By now you’ve surely seen the news (the good news) about Sarepta Therapeutics and it’s investigational drug for Duchenne muscular dystrophthe. The FDA (in a reversal of it’s original position) has indicated a willingness to consider the treatment for accelerated approval.
Much made of the high-pressure tactics employed by patient groups. But, if this decision is viewed as “the uncaring FDA caving in to desperate patients,” we’re being unfair to the agency, misrepresenting the intellectual potency of the patient voice, and missing a very important nuance.
In it’s Page One coverage of this story the Washington Post, after much FDA bashing (and towards the very end of the article), writes,
Not everyone faults the FDA for taking so long to decide how to proceed. Eric Hoffman, director of the Center for Genetic Medicine Research at Children’s National Medical Center and a longtime Duchenne researcher, said valid questions remain about eteplirsen’s dystrophin-producing abilities and how effective Sarepta’s drug really is.
“I’ve personally been very impressed with the FDA,” he said. “There’s every indication they are taking this extremely seriously.”
Hoffman said he understands the families’ sense of urgency, and he shares optimism about exon skipping. But he said the public campaign to pressure the FDA has divided the community more than united it.
“It becomes this form of bullying that puts everybody between a rock and hard place,” he said. “Unless you’re supporting kicking out the head of the FDA and granting accelerated approval as quickly as possible, then you’re supporting killing Duchenne kids.”
He said that the reality is more nuanced and that FDA reviewers do want to help patients but are wary about setting a precedent by approving high-priced drugs they aren’t yet convinced will work.
Precisely.
The Duchenne muscular dystrophthe case also serves as an important example as to why the FDA’s nascent Special Medical Use program shouldn’t be limited to anti-biotics/anti-infectives. There’s much work to be done – and the more options that are open to bring important new therapies to patients the better.

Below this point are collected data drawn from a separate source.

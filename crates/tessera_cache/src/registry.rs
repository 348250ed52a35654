//! Bookkeeping for the named persistent maps owned by a cache.
//!
//! A cache owns a [`MapRegistry`] that hands out storage file locations and
//! rejects duplicate names, and it exposes its maps through the
//! [`CacheMaps`] capability so that flushing, cleaning and dumping apply to
//! every map uniformly.

use std::collections::BTreeSet;
use std::path::{Path, PathBuf};

use crate::error::CacheError;

/// File extension of persistent map storage files.
const STORAGE_EXT: &str = "tab";

/// Operations every registered persistent map supports.
pub trait PersistentMap {
    /// The logical name the map was registered under.
    fn name(&self) -> &str;

    /// Makes all previous writes durable.
    fn flush(&mut self) -> Result<(), CacheError>;

    /// Removes every entry.
    fn clean(&mut self) -> Result<(), CacheError>;

    /// Renders one human-readable line per entry.
    fn dump(&self) -> Result<Vec<String>, CacheError>;
}

/// Tracks which logical map names a cache has registered and where their
/// storage files live.
#[derive(Debug)]
pub struct MapRegistry {
    cache_dir: PathBuf,
    names: BTreeSet<String>,
}

impl MapRegistry {
    /// Creates an empty registry rooted at the cache directory.
    pub fn new(cache_dir: &Path) -> Self {
        Self {
            cache_dir: cache_dir.to_path_buf(),
            names: BTreeSet::new(),
        }
    }

    /// Registers a map name and returns its storage file path.
    pub fn register(&mut self, name: &str) -> Result<PathBuf, CacheError> {
        if !self.names.insert(name.to_string()) {
            return Err(CacheError::DuplicateMap {
                name: name.to_string(),
            });
        }
        tracing::trace!(map = name, "registered persistent map");
        Ok(self.storage_file(name))
    }

    /// Returns the storage file path for a map name.
    pub fn storage_file(&self, name: &str) -> PathBuf {
        self.cache_dir.join(format!("{name}.{STORAGE_EXT}"))
    }

    /// Returns `true` if `name` has been registered.
    pub fn is_registered(&self, name: &str) -> bool {
        self.names.contains(name)
    }

    /// Registered names in ascending order.
    pub fn names(&self) -> impl Iterator<Item = &str> {
        self.names.iter().map(String::as_str)
    }

    /// The cache root directory.
    pub fn cache_dir(&self) -> &Path {
        &self.cache_dir
    }
}

/// Capability of an owner of persistent maps.
///
/// Implementors only list their maps; the provided methods apply an
/// operation to each of them in order, stopping at the first error.
pub trait CacheMaps {
    /// The maps owned by this value.
    fn maps(&self) -> Vec<&dyn PersistentMap>;

    /// Mutable access to the maps owned by this value.
    fn maps_mut(&mut self) -> Vec<&mut dyn PersistentMap>;

    /// Flushes every map.
    fn flush_maps(&mut self) -> Result<(), CacheError> {
        for map in self.maps_mut() {
            map.flush()?;
        }
        Ok(())
    }

    /// Cleans every map.
    fn clean_maps(&mut self) -> Result<(), CacheError> {
        for map in self.maps_mut() {
            map.clean()?;
        }
        Ok(())
    }

    /// Dumps every map under a `name:` heading.
    fn dump_maps(&self) -> Result<String, CacheError> {
        let mut out = String::new();
        for map in self.maps() {
            out.push_str(map.name());
            out.push_str(":\n");
            for line in map.dump()? {
                out.push_str("  ");
                out.push_str(&line);
                out.push('\n');
            }
        }
        Ok(out)
    }
}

Accelerated Approval is good – but, as a recent blog from Context Matters points out, the FDA’s previously established programs to expedite therapies (including Fast Track, Accelerated Approval, and Priority Review) have not produced lasting improvements in approval time. “Based on our preliminary analysis, in 2008 the average cycle time for ‘Priority’ was 10.1 months, versus the ‘Standard’ which was 21.2 months. In 2011, the average cycle time for ‘Priority’ was 19.5 months, versus ‘Standard’ which was 17.5 months,” the blog authors wrote. “What’s interesting here is that over time the fast lane has apparently become just another standard lane; in 2011 it was actually even slower.”
What’s standing in the way of the FDA Special Medical Use Super Highway?
The FDA needs to have the proper infrastructure and support to successfully reduce approval times. Clearly, when you’re looking at products that have less data behind them, you need more senior people who can devote greater resources to studying them, and that also takes time away from other programs that the agent needs to review. It’s one thing to give the FDA more authority, it’s another thing to give the FDA greater responsibility, but if you don’t give them the resources to get it done, to a large degree it is just rhetoric.
And there’s more than enough of that to go around.